Albrecht Hornbach (born 24 October 1954, in Landau) is a German businessman, CEO of the German DIY store Hornbach since 1998, and president of the group's holding since 2001.

==Biography==
Hornbach obtained a degree in civil engineering from the university of Karlsruhe in 1980. After graduation, he worked in a structural engineering company, and as a director in a real estate development company.

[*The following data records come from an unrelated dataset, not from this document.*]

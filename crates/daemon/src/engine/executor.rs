// SPDX-License-Identifier: BUSL-1.1
// Copyright (c) 2026 Alfred Jean LLC

//! Effect executor.
//!
//! Driver and publisher work runs on spawned tasks that report back into
//! the engine mailbox as events; timer effects act on the shared
//! scheduler synchronously.

use crate::adapters::{CommitPublisher, SandboxDriver};
use crate::engine::scheduler::Scheduler;
use crate::engine::EngineMsg;
use icarus_core::{Clock, Effect, Event};
use icarus_storage::MaterializedState;
use parking_lot::Mutex;
use std::sync::Arc;
use tokio::sync::mpsc;

/// Executes effects using the configured adapters.
pub(crate) struct Executor<C: Clock> {
    pub(crate) driver: Arc<dyn SandboxDriver>,
    pub(crate) publisher: Arc<dyn CommitPublisher>,
    pub(crate) scheduler: Arc<Mutex<Scheduler>>,
    pub(crate) state: Arc<Mutex<MaterializedState>>,
    pub(crate) clock: C,
    /// Mailbox for background tasks to report completion events.
    pub(crate) event_tx: mpsc::Sender<EngineMsg>,
}

impl<C: Clock> Executor<C> {
    /// Execute a single effect with tracing.
    ///
    /// Returns the follow-up event for `Emit` effects; everything else
    /// reports back through the mailbox when its background task ends.
    pub(crate) async fn execute(&self, effect: Effect) -> Option<Event> {
        let info: String =
            effect.fields().iter().map(|(k, v)| format!("{k}={v}")).collect::<Vec<_>>().join(" ");
        if effect.verbose() {
            tracing::info!("executing effect={} {}", effect.name(), info);
        }
        self.execute_inner(effect).await
    }

    async fn execute_inner(&self, effect: Effect) -> Option<Event> {
        match effect {
            Effect::Emit { event } => {
                // Apply immediately so decisions made before the event
                // cycles back through the loop (admission slot counting,
                // stale-callback checks) already see it. Re-applying on
                // the loop cycle is idempotent.
                self.state.lock().apply_event(&event);
                Some(event)
            }

            Effect::SpawnSandbox { job_id, phase, spec } => {
                let driver = Arc::clone(&self.driver);
                let event_tx = self.event_tx.clone();
                tokio::spawn(async move {
                    let result = async {
                        if spec.mount.kind == icarus_core::MountKind::Volume {
                            driver.create_volume(&spec.mount.source).await?;
                        }
                        let sandbox_id = driver.create(&spec).await?;
                        driver.start(&sandbox_id).await?;
                        Ok::<_, crate::adapters::DriverError>(sandbox_id)
                    }
                    .await;

                    let event = match result {
                        Ok(sandbox_id) => {
                            tracing::info!(
                                job_id = %job_id,
                                phase = %phase,
                                sandbox_id = %sandbox_id.short(),
                                "sandbox running"
                            );
                            Event::SandboxStarted { job_id, phase, sandbox_id }
                        }
                        Err(e) => {
                            tracing::error!(job_id = %job_id, phase = %phase, error = %e, "sandbox spawn failed");
                            Event::SandboxSpawnFailed { job_id, phase, reason: e.to_string() }
                        }
                    };
                    if event_tx.send(EngineMsg::Event(event)).await.is_err() {
                        tracing::warn!("engine mailbox closed, dropping spawn result");
                    }
                });
                None
            }

            Effect::KillSandbox { job_id, sandbox_id } => {
                let driver = Arc::clone(&self.driver);
                tokio::spawn(async move {
                    if let Err(e) = driver.kill(&sandbox_id).await {
                        tracing::warn!(job_id = %job_id, sandbox_id = %sandbox_id.short(), error = %e, "kill failed");
                    }
                    if let Err(e) = driver.remove(&sandbox_id).await {
                        tracing::warn!(job_id = %job_id, sandbox_id = %sandbox_id.short(), error = %e, "remove failed");
                    }
                });
                None
            }

            Effect::ReleaseWorkspace { job_id, volume, destroy } => {
                if !destroy {
                    // The kept volume is the delivered artifact.
                    return None;
                }
                let driver = Arc::clone(&self.driver);
                tokio::spawn(async move {
                    if let Err(e) = driver.remove_volume(&volume).await {
                        tracing::warn!(job_id = %job_id, volume = %volume, error = %e, "workspace cleanup failed");
                    }
                });
                None
            }

            Effect::Commit { job_id, project_path } => {
                let publisher = Arc::clone(&self.publisher);
                let event_tx = self.event_tx.clone();
                tokio::spawn(async move {
                    let error = publisher.publish(&job_id, &project_path).await.err();
                    let event = Event::CommitFinished { job_id, error };
                    if event_tx.send(EngineMsg::Event(event)).await.is_err() {
                        tracing::warn!("engine mailbox closed, dropping commit result");
                    }
                });
                None
            }

            Effect::SetTimer { id, duration } => {
                self.scheduler.lock().set_timer(id, duration, self.clock.now());
                None
            }

            Effect::CancelTimer { id } => {
                self.scheduler.lock().cancel_timer(&id);
                None
            }
        }
    }
}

Hornbach joined the family company, Hornbach, in 1991, in charge of opening new stores. In 1998, he became CEO of Hornbach-Baumarkt-AG, and in November 2001, he became president of the holding that controls the Hornbach group, Hornbach Holding AG.

Up until October 2001, Hornbach was the chairman of the management board at Hornbach-Baumarkt-AG. From April 2002 to March 2009, he was member of the supervisory board of Hornbach-Baumarkt-AG. In March 2009, he became chairman of the supervisory board, member of the audit committee and member of the mediation committee.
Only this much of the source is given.